Eriksson, on leaving the England job after exiting the 2006 World Cup at the quarter-final stage at the hands of Portugal, tried his best to protect the young man whose red card saw him face a similar fate to Beckham eight years earlier. “I think that you, much more than me, need Wayne Rooney," Eriksson pleaded. “He is the golden boy of English football, so don't kill him.” Cristiano Ronaldo’s wink as Rooney loped off probably went some way to dampening down the backlash being prepared for his Manchester United teammate.

This year's scapegoat

After success in the last two tournaments, how might failure in Qatar be greeted?
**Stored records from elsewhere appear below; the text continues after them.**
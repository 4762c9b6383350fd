//! Application state shared across routes

use std::sync::Arc;

use tokio::sync::mpsc;

use crate::config::Config;
use crate::outcome::{self, MatchOutcome};
use crate::room::RoomRegistry;

/// Shared application state
#[derive(Clone)]
pub struct AppState {
    pub config: Arc<Config>,
    pub rooms: Arc<RoomRegistry>,
}

impl AppState {
    /// Build the shared state. Returns the outcome receiver so `main` can
    /// spawn the recorder task for the persistence collaborator.
    pub fn new(config: Config) -> (Self, mpsc::Receiver<MatchOutcome>) {
        let config = Arc::new(config);

        let (outcome_tx, outcome_rx) = outcome::channel();
        let rooms = Arc::new(RoomRegistry::new(config.clone(), outcome_tx));

        (Self { config, rooms }, outcome_rx)
    }
}
//! Registry of all active rooms: lazy creation, simulation task ownership,
//! and teardown

use std::sync::Arc;
use std::time::Duration;

use dashmap::DashMap;
use tokio::sync::{broadcast, mpsc};
use tracing::{error, info};

use crate::config::Config;
use crate::game::ai::AiController;
use crate::game::state::MatchRules;
use crate::game::{GameSession, Participant, SessionEnd, SessionSeats};
use crate::outcome::MatchOutcome;
use crate::ws::protocol::{Outbound, Side};

use super::{Room, RoomMode};

/// Successful join: the caller's view into the room
pub struct JoinGrant {
    pub room: Arc<Room>,
    pub slot: Side,
    pub reconnected: bool,
    pub is_new_room: bool,
    pub events_rx: broadcast::Receiver<Outbound>,
}

/// Join refusals surfaced to the connection handler
#[derive(Debug, thiserror::Error)]
pub enum JoinError {
    #[error("room {room_id} is full")]
    RoomFull { room_id: String },
}

/// Sole owner of room existence. Creation happens lazily on first join;
/// deletion happens once a room has no open connections.
pub struct RoomRegistry {
    rooms: DashMap<String, Arc<Room>>,
    config: Arc<Config>,
    outcome_tx: mpsc::Sender<MatchOutcome>,
}

impl RoomRegistry {
    pub fn new(config: Arc<Config>, outcome_tx: mpsc::Sender<MatchOutcome>) -> Self {
        Self {
            rooms: DashMap::new(),
            config,
            outcome_tx,
        }
    }

    /// Join (or lazily create) a room and, when it becomes ready, start its
    /// simulation task exactly once.
    pub fn join(
        self: &Arc<Self>,
        mode: RoomMode,
        room_id: &str,
        who: &Participant,
    ) -> Result<JoinGrant, JoinError> {
        let key = format!("{}/{}", mode.prefix(), room_id);

        let mut is_new_room = false;
        let room = self
            .rooms
            .entry(key)
            .or_insert_with(|| {
                is_new_room = true;
                Arc::new(Room::new(room_id.to_string(), mode))
            })
            .clone();

        let (slot, reconnected) = room.join(who).map_err(|_| JoinError::RoomFull {
            room_id: room_id.to_string(),
        })?;

        info!(
            room_id = %room_id,
            mode = mode.prefix(),
            user_id = %who.user_id,
            handle = %who.handle,
            ?slot,
            reconnected,
            is_new_room,
            "player joined room"
        );

        self.maybe_start_simulation(&room);

        Ok(JoinGrant {
            events_rx: room.subscribe(),
            room,
            slot,
            reconnected,
            is_new_room,
        })
    }

    /// Drop one socket; tears the room down once nobody is connected
    pub fn leave(self: &Arc<Self>, room: &Arc<Room>, user_id: uuid::Uuid) {
        let summary = room.leave(user_id);

        info!(
            room_id = %room.id,
            user_id = %user_id,
            identity_disconnected = summary.identity_disconnected,
            room_empty = summary.room_empty,
            "player left room"
        );

        if summary.room_empty {
            room.stop();
            self.drop_room(room);
        }
    }

    fn drop_room(&self, room: &Arc<Room>) {
        if self.rooms.remove(&room.registry_key()).is_some() {
            let age_secs = (chrono::Utc::now() - room.created_at).num_seconds();
            info!(room_id = %room.id, mode = room.mode.prefix(), age_secs, "room removed");
        }
    }

    /// Start the per-room tick loop (and AI task for AI rooms) once the
    /// room is ready. Guarded so concurrent joins race safely: the first
    /// caller past the fullness check wins, late callers observe the task
    /// already claimed.
    fn maybe_start_simulation(self: &Arc<Self>, room: &Arc<Room>) {
        let ready = match room.mode {
            RoomMode::Duel => room.is_full(),
            // AI and local matches are playable from the first join
            RoomMode::Ai | RoomMode::Local => true,
        };
        if !ready || !room.claim_simulation_start() {
            return;
        }

        let Some((commands_rx, state_tx)) = room.take_session_channels() else {
            error!(room_id = %room.id, "room channels already claimed");
            return;
        };

        let (left, right) = room.occupants();
        let Some(left) = left else {
            error!(room_id = %room.id, "cannot start a simulation with no seated player");
            return;
        };

        let session = GameSession::new(
            room.id.clone(),
            SessionSeats { left, right },
            self.rules_for(room.mode),
            Duration::from_millis(self.config.tick_ms),
            commands_rx,
            room.events_sender(),
            state_tx,
            room.running_handle(),
            self.outcome_tx.clone(),
        );

        if room.mode == RoomMode::Ai {
            let ai = AiController::new(
                room.state_rx(),
                room.commands(),
                room.running_handle(),
                rand::random::<u64>(),
                Duration::from_millis(self.config.ai_think_ms),
            );
            tokio::spawn(ai.run());
        }

        room.mark_running();

        let registry = Arc::clone(self);
        let room = Arc::clone(room);
        tokio::spawn(async move {
            let end = session.run().await;

            if let SessionEnd::Finished { .. } = end {
                room.mark_finished();
            }

            // Connections may outlive the match to read the final frames;
            // the last disconnect removes the room otherwise
            if room.connection_count() == 0 {
                registry.drop_room(&room);
            }

            info!(room_id = %room.id, ?end, "simulation task retired");
        });
    }

    fn rules_for(&self, mode: RoomMode) -> MatchRules {
        let base = MatchRules {
            winning_score: self.config.winning_score,
            settle_ticks: (self.config.settle_ms / self.config.tick_ms.max(1)) as u32,
            rally_speedup: self.config.rally_speedup,
            ..MatchRules::default()
        };

        match mode {
            // The reference AI opponent serves at the human with a flatter
            // opening angle
            RoomMode::Ai => MatchRules {
                opening_serve: Side::Left,
                serve_vy: 0.7,
                ..base
            },
            RoomMode::Duel | RoomMode::Local => base,
        }
    }

    pub fn active_rooms(&self) -> usize {
        self.rooms.len()
    }

    pub fn total_connections(&self) -> usize {
        self.rooms
            .iter()
            .map(|entry| entry.value().connection_count())
            .sum()
    }
}

#[cfg(test)]
mod tests {
    use std::time::Duration;

    use uuid::Uuid;

    use crate::game::RoomCommand;
    use crate::room::RoomPhase;
    use crate::ws::protocol::ServerMsg;

    use super::*;

    fn test_registry() -> (Arc<RoomRegistry>, mpsc::Receiver<MatchOutcome>) {
        let config = Arc::new(Config {
            server_addr: "127.0.0.1:0".parse().unwrap(),
            log_level: "debug".to_string(),
            client_origin: "http://localhost:3000".to_string(),
            winning_score: 3,
            tick_ms: 2,
            ai_think_ms: 20,
            settle_ms: 10,
            rally_speedup: 0.0,
        });
        let (outcome_tx, outcome_rx) = crate::outcome::channel();
        (Arc::new(RoomRegistry::new(config, outcome_tx)), outcome_rx)
    }

    fn player(handle: &str) -> Participant {
        Participant {
            user_id: Uuid::new_v4(),
            handle: handle.to_string(),
        }
    }

    async fn wait_for<F: Fn() -> bool>(what: &str, check: F) {
        let deadline = tokio::time::Instant::now() + Duration::from_secs(2);
        while !check() {
            assert!(tokio::time::Instant::now() < deadline, "timed out: {what}");
            tokio::time::sleep(Duration::from_millis(5)).await;
        }
    }

    #[tokio::test]
    async fn duel_simulation_starts_once_room_is_full() {
        let (registry, _outcome_rx) = test_registry();
        let (ada, grace) = (player("ada"), player("grace"));

        let grant_a = registry.join(RoomMode::Duel, "arena", &ada).unwrap();
        assert!(grant_a.is_new_room);
        assert_eq!(grant_a.slot, Side::Left);
        assert_eq!(grant_a.room.phase(), RoomPhase::AwaitingSecondPlayer);

        let grant_b = registry.join(RoomMode::Duel, "arena", &grace).unwrap();
        assert!(!grant_b.is_new_room);
        assert_eq!(grant_b.slot, Side::Right);
        assert_eq!(grant_b.room.phase(), RoomPhase::Running);

        grant_a
            .room
            .commands()
            .send(RoomCommand::StartGame)
            .await
            .unwrap();

        // Both subscribers observe per-tick game updates, in order
        let mut events_rx = grant_b.events_rx;
        let deadline = tokio::time::Instant::now() + Duration::from_secs(2);
        loop {
            assert!(
                tokio::time::Instant::now() < deadline,
                "no game update broadcast"
            );
            let frame = events_rx.recv().await.unwrap();
            if matches!(frame.msg, ServerMsg::GameUpdate { .. }) {
                break;
            }
        }

        registry.leave(&grant_a.room, ada.user_id);
        registry.leave(&grant_b.room, grace.user_id);
        wait_for("room teardown", || registry.active_rooms() == 0).await;
        assert!(!grant_a.room.is_running());
    }

    #[tokio::test]
    async fn reconnection_preserves_slot_and_paddle_position() {
        let (registry, _outcome_rx) = test_registry();
        let (ada, grace) = (player("ada"), player("grace"));

        let grant_a = registry.join(RoomMode::Duel, "arena", &ada).unwrap();
        let _grant_b = registry.join(RoomMode::Duel, "arena", &grace).unwrap();

        grant_a
            .room
            .commands()
            .send(RoomCommand::MovePaddleTo {
                side: grant_a.slot,
                position: 30.0,
            })
            .await
            .unwrap();

        let room = grant_a.room.clone();
        wait_for("paddle intent applied", || {
            room.latest_state().paddle_left == 30.0
        })
        .await;

        // Drop ada's only socket; the running room keeps her seat
        registry.leave(&grant_a.room, ada.user_id);
        assert_eq!(registry.active_rooms(), 1);

        let regrant = registry.join(RoomMode::Duel, "arena", &ada).unwrap();
        assert_eq!(regrant.slot, Side::Left);
        assert!(regrant.reconnected);
        assert_eq!(regrant.room.latest_state().paddle_left, 30.0);

        registry.leave(&regrant.room, ada.user_id);
        registry.leave(&regrant.room, grace.user_id);
        wait_for("room teardown", || registry.active_rooms() == 0).await;
    }

    #[tokio::test]
    async fn third_identity_is_refused_at_join() {
        let (registry, _outcome_rx) = test_registry();

        registry
            .join(RoomMode::Duel, "arena", &player("ada"))
            .unwrap();
        registry
            .join(RoomMode::Duel, "arena", &player("grace"))
            .unwrap();

        let refusal = registry.join(RoomMode::Duel, "arena", &player("lin"));
        assert!(matches!(refusal, Err(JoinError::RoomFull { .. })));
    }

    #[tokio::test]
    async fn ai_room_starts_immediately_and_plays() {
        let (registry, _outcome_rx) = test_registry();
        let ada = player("ada");

        let grant = registry.join(RoomMode::Ai, "solo", &ada).unwrap();
        assert_eq!(grant.room.phase(), RoomPhase::Running);

        grant
            .room
            .commands()
            .send(RoomCommand::StartGame)
            .await
            .unwrap();

        let room = grant.room.clone();
        wait_for("ball in motion", || room.latest_state().ball_x != 50.0).await;

        // Opening serve heads toward the human on the left
        assert!(grant.room.latest_state().ball_vx < 0.0);

        registry.leave(&grant.room, ada.user_id);
        wait_for("room teardown", || registry.active_rooms() == 0).await;
    }

    #[tokio::test]
    async fn mode_namespaces_do_not_collide() {
        let (registry, _outcome_rx) = test_registry();
        let (ada, grace) = (player("ada"), player("grace"));

        let duel = registry.join(RoomMode::Duel, "arena", &ada).unwrap();
        let solo = registry.join(RoomMode::Ai, "arena", &grace).unwrap();

        assert!(duel.is_new_room);
        assert!(solo.is_new_room);
        assert_eq!(registry.active_rooms(), 2);

        registry.leave(&duel.room, ada.user_id);
        registry.leave(&solo.room, grace.user_id);
        wait_for("room teardown", || registry.active_rooms() == 0).await;
    }

    #[tokio::test]
    async fn abandoned_waiting_room_is_removed() {
        let (registry, _outcome_rx) = test_registry();
        let ada = player("ada");

        let grant = registry.join(RoomMode::Duel, "arena", &ada).unwrap();
        registry.leave(&grant.room, ada.user_id);

        assert_eq!(registry.active_rooms(), 0);
        assert!(!grant.room.is_running());
    }
}
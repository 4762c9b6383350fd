//! WebSocket protocol message definitions
//! These are the wire types for client-server communication

use serde::{Deserialize, Serialize};
use serde_json::Value;
use uuid::Uuid;

/// The two paddle-owning sides of a room
#[derive(Debug, Clone, Copy, PartialEq, Eq, Serialize, Deserialize)]
#[serde(rename_all = "snake_case")]
pub enum Side {
    Left,
    Right,
}

impl Side {
    /// The side that defends the opposite goal line
    pub fn opposite(self) -> Self {
        match self {
            Side::Left => Side::Right,
            Side::Right => Side::Left,
        }
    }
}

/// Messages sent from client to server
#[derive(Debug, Clone, Serialize, Deserialize)]
#[serde(tag = "type", rename_all = "snake_case")]
pub enum ClientMsg {
    /// Absolute paddle reposition: `position + direction`, clamped server-side
    MovePaddle {
        /// Signed step applied to `position`
        direction: i32,
        /// Current paddle center in normalized [0,100] space
        position: f32,
    },

    /// Begin the match (serves the ball, starts the AI in AI rooms)
    StartGame,

    /// Continuous paddle velocity in normalized units per tick
    PaddleInput {
        speed: f32,
        /// Explicit paddle selection; only honored in local rooms where
        /// one socket drives both paddles
        #[serde(default, skip_serializing_if = "Option::is_none")]
        paddle: Option<Side>,
    },

    /// Opaque passthrough for client-authoritative room variants
    Relay { data: Value },
}

/// Messages sent from server to client
#[derive(Debug, Clone, Serialize, Deserialize)]
#[serde(tag = "type", rename_all = "snake_case")]
pub enum ServerMsg {
    /// Slot occupancy, sent while a room is filling up
    RoomUpdate { players: RoomRoster },

    /// Full snapshot sent to a connection right after it joins
    InitialState {
        ball_x: f32,
        ball_y: f32,
        paddle_left: f32,
        paddle_right: f32,
        score_left: u32,
        score_right: u32,
    },

    /// Single-paddle delta (absolute repositioning)
    UpdatePaddle { paddle: Side, position: f32 },

    /// Per-tick simulation state while a match is running
    GameUpdate {
        ball_x: f32,
        ball_y: f32,
        paddle_left: f32,
        paddle_right: f32,
        score_left: u32,
        score_right: u32,
    },

    /// Terminal outcome; `winner` is a display handle, or null on abort
    GameOver {
        score_left: u32,
        score_right: u32,
        winner: Option<String>,
    },

    /// Echo of an opaque client relay frame
    Relay { data: Value },
}

/// Slot occupancy by display handle
#[derive(Debug, Clone, Serialize, Deserialize)]
pub struct RoomRoster {
    pub left: Option<String>,
    pub right: Option<String>,
}

/// A broadcast frame, optionally addressed to a single identity.
/// The per-connection writer drops frames targeted at someone else.
#[derive(Debug, Clone)]
pub struct Outbound {
    pub target: Option<Uuid>,
    pub msg: ServerMsg,
}

impl Outbound {
    pub fn broadcast(msg: ServerMsg) -> Self {
        Self { target: None, msg }
    }

    pub fn to(target: Uuid, msg: ServerMsg) -> Self {
        Self {
            target: Some(target),
            msg,
        }
    }

    /// Whether this frame should be delivered to `user_id`'s socket
    pub fn is_for(&self, user_id: Uuid) -> bool {
        self.target.map_or(true, |t| t == user_id)
    }
}

/// Protocol decode failure. Only malformed frames are errors; unknown
/// message kinds decode to `Ok(None)` and are skipped by the caller.
#[derive(Debug, thiserror::Error)]
pub enum DecodeError {
    #[error("frame is not valid JSON: {0}")]
    NotJson(#[from] serde_json::Error),

    #[error("frame has no string `type` field")]
    MissingKind,

    #[error("malformed `{kind}` payload: {source}")]
    BadPayload {
        kind: String,
        source: serde_json::Error,
    },
}

/// Message kinds this server understands
const KNOWN_KINDS: &[&str] = &["move_paddle", "start_game", "paddle_input", "relay"];

/// Decode an inbound text frame.
///
/// Returns `Ok(None)` for well-formed frames of an unknown kind so the
/// connection survives protocol additions it does not understand.
pub fn decode_client_msg(text: &str) -> Result<Option<ClientMsg>, DecodeError> {
    let value: Value = serde_json::from_str(text)?;

    let kind = value
        .get("type")
        .and_then(Value::as_str)
        .ok_or(DecodeError::MissingKind)?;

    if !KNOWN_KINDS.contains(&kind) {
        return Ok(None);
    }

    let kind = kind.to_string();
    serde_json::from_value(value)
        .map(Some)
        .map_err(|source| DecodeError::BadPayload { kind, source })
}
While a phalanx of columnists already appear to have their sights set on Southgate there has been change in the media. The previously all-powerful tabloids have lost their bite - and reach - as sales decline. England players’ relations with journalists are far more cordial than in the past. For good access at training camps, more balanced coverage is being exchanged.

There is, though, another force in town, one that has superseded and overwhelmed Her Majesty’s Press Corps. Social media rules, and no amount of positive mainstream media coverage of, say, Harry Maguire will be able shield him should he shin in own-goals.

And in the aftermath of Euro 2020, after Bukayo Saka and Marcus Rashford missed penalties in the final shootout with Italy, racism reared its ugly head, vile volleys of abuse raining down from various platforms, with a viciousness all but untameable. It was unedifying, by no means all of it coming from within the shores of England, but in its ugly way, it followed a tradition.